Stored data
>>>>
//! Minimal CSS support
//!
//! Enough of CSS to honor the print stylesheets injected before capture:
//! selector lists of compound simple selectors (tag, `.class`, `#id`,
//! `[attr]`, `[attr="v"]`, `*`), declarations with `!important`, and a
//! cascade ordered by importance, inline origin, specificity, then source
//! order. Selectors with pseudo-classes never match. For descendant chains
//! only the rightmost compound is checked.

use super::DomElement;

#[derive(Debug, Clone, PartialEq)]
enum SimpleSelector {
    Universal,
    Tag(String),
    Class(String),
    Id(String),
    Attribute { name: String, value: Option<String> },
}

#[derive(Debug, Clone, PartialEq)]
pub struct Selector {
    parts: Vec<SimpleSelector>,
}

impl Selector {
    pub fn parse(text: &str) -> Option<Self> {
        let compound = last_compound(text.trim())?;
        if compound.contains(':') {
            return None;
        }

        let mut parts = Vec::new();
        let chars: Vec<char> = compound.chars().collect();
        let mut i = 0;
        while i < chars.len() {
            match chars[i] {
                '*' => {
                    parts.push(SimpleSelector::Universal);
                    i += 1;
                }
                '.' | '#' => {
                    let marker = chars[i];
                    let (ident, next) = read_ident(&chars, i + 1);
                    if ident.is_empty() {
                        return None;
                    }
                    parts.push(if marker == '.' {
                        SimpleSelector::Class(ident)
                    } else {
                        SimpleSelector::Id(ident)
                    });
                    i = next;
                }
                '[' => {
                    let end = chars[i..].iter().position(|&c| c == ']')? + i;
                    let inner: String = chars[i + 1..end].iter().collect();
                    let (name, value) = match inner.split_once('=') {
                        Some((n, v)) => (
                            n.trim().to_ascii_lowercase(),
                            Some(v.trim().trim_matches(|c| c == '"' || c == '\'').to_string()),
                        ),
                        None => (inner.trim().to_ascii_lowercase(), None),
                    };
                    if name.is_empty() {
                        return None;
                    }
                    parts.push(SimpleSelector::Attribute { name, value });
                    i = end + 1;
                }
                _ => {
                    let (ident, next) = read_ident(&chars, i);
                    if ident.is_empty() {
                        return None;
                    }
                    parts.push(SimpleSelector::Tag(ident.to_ascii_lowercase()));
                    i = next;
                }
            }
        }

        if parts.is_empty() {
            None
        } else {
            Some(Self { parts })
        }
    }

    pub fn matches(&self, el: &DomElement) -> bool {
        self.parts.iter().all(|part| match part {
            SimpleSelector::Universal => true,
            SimpleSelector::Tag(tag) => el.tag == *tag,
            SimpleSelector::Class(class) => el.has_class(class),
            SimpleSelector::Id(id) => el.id() == Some(id.as_str()),
            SimpleSelector::Attribute { name, value } => match (el.attr(name), value) {
                (Some(actual), Some(expected)) => actual == expected,
                (Some(_), None) => true,
                (None, _) => false,
            },
        })
    }

    /// (ids, classes + attributes, tags)
    pub fn specificity(&self) -> (u32, u32, u32) {
        self.parts.iter().fold((0, 0, 0), |(a, b, c), part| match part {
            SimpleSelector::Id(_) => (a + 1, b, c),
            SimpleSelector::Class(_) | SimpleSelector::Attribute { .. } => (a, b + 1, c),
            SimpleSelector::Tag(_) => (a, b, c + 1),
            SimpleSelector::Universal => (a, b, c),
        })
    }
}

fn last_compound(text: &str) -> Option<&str> {
    // Split on combinators outside of attribute brackets
    let mut depth = 0;
    let mut start = 0;
    for (i, c) in text.char_indices() {
        match c {
            '[' => depth += 1,
            ']' => depth -= 1,
            ' ' | '>' | '+' | '~' if depth == 0 => start = i + c.len_utf8(),
            _ => {}
        }
    }
    let compound = text[start..].trim();
    if compound.is_empty() {
        None
    } else {
        Some(compound)
    }
}

fn read_ident(chars: &[char], from: usize) -> (String, usize) {
    let mut end = from;
    while end < chars.len() && (chars[end].is_alphanumeric() || matches!(chars[end], '-' | '_' | '\\')) {
        end += 1;
    }
    (chars[from..end].iter().filter(|&&c| c != '\\').collect(), end)
}

#[derive(Debug, Clone, PartialEq)]
pub struct Declaration {
    pub property: String,
    pub value: String,
    pub important: bool,
}

/// Parse `a: b; c: d !important`
pub fn parse_declarations(text: &str) -> Vec<Declaration> {
    text.split(';')
        .filter_map(|decl| {
            let (property, value) = decl.split_once(':')?;
            let property = property.trim().to_ascii_lowercase();
            let mut value = value.trim().to_string();
            let important = value.to_ascii_lowercase().ends_with("!important");
            if important {
                value.truncate(value.len() - "!important".len());
                value = value.trim().to_string();
            }
            if property.is_empty() || value.is_empty() {
                None
            } else {
                Some(Declaration {
                    property,
                    value,
                    important,
                })
            }
        })
        .collect()
}

#[derive(Debug, Clone, PartialEq)]
pub struct StyleRule {
    pub selectors: Vec<Selector>,
    pub declarations: Vec<Declaration>,
}

#[derive(Debug, Clone, Default, PartialEq)]
pub struct Stylesheet {
    pub rules: Vec<StyleRule>,
}

impl Stylesheet {
    pub fn parse(css: &str) -> Self {
        let css = strip_comments(css);
        let mut rules = Vec::new();
        let mut rest = css.as_str();

        while let Some(open) = rest.find('{') {
            let prelude = rest[..open].trim();
            let Some(close) = rest[open..].find('}').map(|c| c + open) else {
                break;
            };
            let body = &rest[open + 1..close];
            rest = &rest[close + 1..];

            // At-rules (@page, @media...) are not part of the subset
            if prelude.starts_with('@') || body.contains('{') {
                continue;
            }
            let selectors: Vec<Selector> = prelude.split(',').filter_map(Selector::parse).collect();
            if selectors.is_empty() {
                continue;
            }
            rules.push(StyleRule {
                selectors,
                declarations: parse_declarations(body),
            });
        }

        Self { rules }
    }

    pub fn extend(&mut self, other: Stylesheet) {
        self.rules.extend(other.rules);
    }

    /// Winning value of `property` for `el`, inline `style` attribute included
    pub fn cascaded_value(&self, el: &DomElement, property: &str) -> Option<String> {
        // (important, inline, specificity, order)
        let mut best: Option<((bool, bool, (u32, u32, u32), usize), &str)> = None;
        let mut order = 0usize;
        for rule in &self.rules {
            let specificity = rule
                .selectors
                .iter()
                .filter(|s| s.matches(el))
                .map(Selector::specificity)
                .max();
            let Some(specificity) = specificity else {
                order += rule.declarations.len();
                continue;
            };
            for decl in &rule.declarations {
                order += 1;
                if decl.property != property {
                    continue;
                }
                let key = (decl.important, false, specificity, order);
                if best.as_ref().map_or(true, |(k, _)| key >= *k) {
                    best = Some((key, decl.value.as_str()));
                }
            }
        }

        let inline = el.attr("style").map(parse_declarations).unwrap_or_default();
        let mut winner = best.map(|(k, v)| (k, v.to_string()));
        for decl in inline {
            order += 1;
            if decl.property != property {
                continue;
            }
            let key = (decl.important, true, (0, 0, 0), order);
            if winner.as_ref().map_or(true, |(k, _)| key >= *k) {
                winner = Some((key, decl.value));
            }
        }
        winner.map(|(_, v)| v)
    }
}

fn strip_comments(css: &str) -> String {
    let mut out = String::with_capacity(css.len());
    let mut rest = css;
    while let Some(start) = rest.find("/*") {
        out.push_str(&rest[..start]);
        match rest[start + 2..].find("*/") {
            Some(end) => rest = &rest[start + 2 + end + 2..],
            None => return out,
        }
    }
    out.push_str(rest);
    out
}

// ============================================================================
// Values
// ============================================================================

#[derive(Debug, Clone, Copy, PartialEq, Eq)]
pub struct Rgba {
    pub r: u8,
    pub g: u8,
    pub b: u8,
    pub a: u8,
}

impl Rgba {
    pub const WHITE: Rgba = Rgba::rgb(255, 255, 255);
    pub const BLACK: Rgba = Rgba::rgb(0, 0, 0);
    pub const TRANSPARENT: Rgba = Rgba {
        r: 0,
        g: 0,
        b: 0,
        a: 0,
    };

    pub const fn rgb(r: u8, g: u8, b: u8) -> Self {
        Self { r, g, b, a: 255 }
    }

    pub fn is_transparent(&self) -> bool {
        self.a == 0
    }

    pub fn parse(value: &str) -> Option<Self> {
        let value = value.trim().to_ascii_lowercase();
        match value.as_str() {
            "white" => return Some(Self::WHITE),
            "black" => return Some(Self::BLACK),
            "transparent" | "none" => return Some(Self::TRANSPARENT),
            "gray" | "grey" => return Some(Self::rgb(128, 128, 128)),
            "red" => return Some(Self::rgb(255, 0, 0)),
            _ => {}
        }

        if let Some(hex) = value.strip_prefix('#') {
            if !hex.is_ascii() {
                return None;
            }
            let expand = |c: char| c.to_digit(16).map(|d| (d * 17) as u8);
            return match hex.len() {
                3 => {
                    let mut it = hex.chars();
                    Some(Self::rgb(expand(it.next()?)?, expand(it.next()?)?, expand(it.next()?)?))
                }
                6 => Some(Self::rgb(
                    u8::from_str_radix(&hex[0..2], 16).ok()?,
                    u8::from_str_radix(&hex[2..4], 16).ok()?,
                    u8::from_str_radix(&hex[4..6], 16).ok()?,
                )),
                _ => None,
            };
        }

        let args = value
            .strip_prefix("rgba(")
            .or_else(|| value.strip_prefix("rgb("))?
            .strip_suffix(')')?;
        let parts: Vec<&str> = args.split(',').map(str::trim).collect();
        if parts.len() < 3 {
            return None;
        }
        let channel = |s: &str| s.parse::<f32>().ok().map(|v| v.clamp(0.0, 255.0) as u8);
        let alpha = match parts.get(3) {
            Some(a) => (a.parse::<f32>().ok()?.clamp(0.0, 1.0) * 255.0).round() as u8,
            None => 255,
        };
        Some(Self {
            r: channel(parts[0])?,
            g: channel(parts[1])?,
            b: channel(parts[2])?,
            a: alpha,
        })
    }
}

/// Resolve a CSS length to pixels. `em` is relative to `font_size`.
pub fn parse_length(value: &str, font_size: f32) -> Option<f32> {
    let value = value.trim().to_ascii_lowercase();
    let (number, factor) = if let Some(n) = value.strip_suffix("px") {
        (n, 1.0)
    } else if let Some(n) = value.strip_suffix("pt") {
        (n, 4.0 / 3.0)
    } else if let Some(n) = value.strip_suffix("rem") {
        (n, 16.0)
    } else if let Some(n) = value.strip_suffix("em") {
        (n, font_size)
    } else if value == "0" {
        ("0", 1.0)
    } else {
        return None;
    };
    number.trim().parse::<f32>().ok().map(|n| n * factor)
}

#[cfg(test)]
mod tests {
    use super::*;

    #[test]
    fn test_selector_matching() {
        let el = DomElement::new("div")
            .with_id("main")
            .with_class("hidden")
            .with_attr("role", "button");
        assert!(Selector::parse("div.hidden").unwrap().matches(&el));
        assert!(Selector::parse("#main").unwrap().matches(&el));
        assert!(Selector::parse("[role=\"button\"]").unwrap().matches(&el));
        assert!(Selector::parse("section > .hidden").unwrap().matches(&el));
        assert!(!Selector::parse("span.hidden").unwrap().matches(&el));
        assert!(Selector::parse("button:hover").is_none());
    }

    #[test]
    fn test_cascade_order() {
        let sheet = Stylesheet::parse(
            "/* base */ p { color: red } .note { color: blue } p { color: green }",
        );
        let plain = DomElement::new("p");
        let note = DomElement::new("p").with_class("note");
        assert_eq!(sheet.cascaded_value(&plain, "color").as_deref(), Some("green"));
        assert_eq!(sheet.cascaded_value(&note, "color").as_deref(), Some("blue"));
    }

    #[test]
    fn test_important_beats_inline() {
        let sheet = Stylesheet::parse("* { visibility: visible !important }");
        let el = DomElement::new("div").with_style("visibility: hidden");
        assert_eq!(sheet.cascaded_value(&el, "visibility").as_deref(), Some("visible"));

        let sheet = Stylesheet::parse("* { visibility: visible }");
        assert_eq!(sheet.cascaded_value(&el, "visibility").as_deref(), Some("hidden"));
    }

    #[test]
    fn test_at_rules_skipped() {
        let sheet = Stylesheet::parse("@page { margin: 1cm } h1 { font-size: 28px }");
        assert_eq!(sheet.rules.len(), 1);
    }

    #[test]
    fn test_colors_and_lengths() {
        assert_eq!(Rgba::parse("#fff"), Some(Rgba::WHITE));
        assert_eq!(Rgba::parse("#f9fafb"), Some(Rgba::rgb(0xf9, 0xfa, 0xfb)));
        assert_eq!(Rgba::parse("rgba(0, 0, 0, 0)"), Some(Rgba::TRANSPARENT));
        assert_eq!(parse_length("28px", 16.0), Some(28.0));
        assert_eq!(parse_length("1.5em", 10.0), Some(15.0));
        assert_eq!(parse_length("auto", 16.0), None);
    }

    #[test]
    fn test_non_ascii_hex_is_rejected() {
        assert_eq!(Rgba::parse("#aé123"), None);
        assert_eq!(Rgba::parse("#é1"), None);
        assert_eq!(Rgba::parse("#gg0000"), None);
    }
}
<<<<
Each line that holds the word "bool" should be extracted from the records.

    pub fn matches(&self, el: &DomElement) -> bool {
    pub important: bool,
        let mut best: Option<((bool, bool, (u32, u32, u32), usize), &str)> = None;
    pub fn is_transparent(&self) -> bool {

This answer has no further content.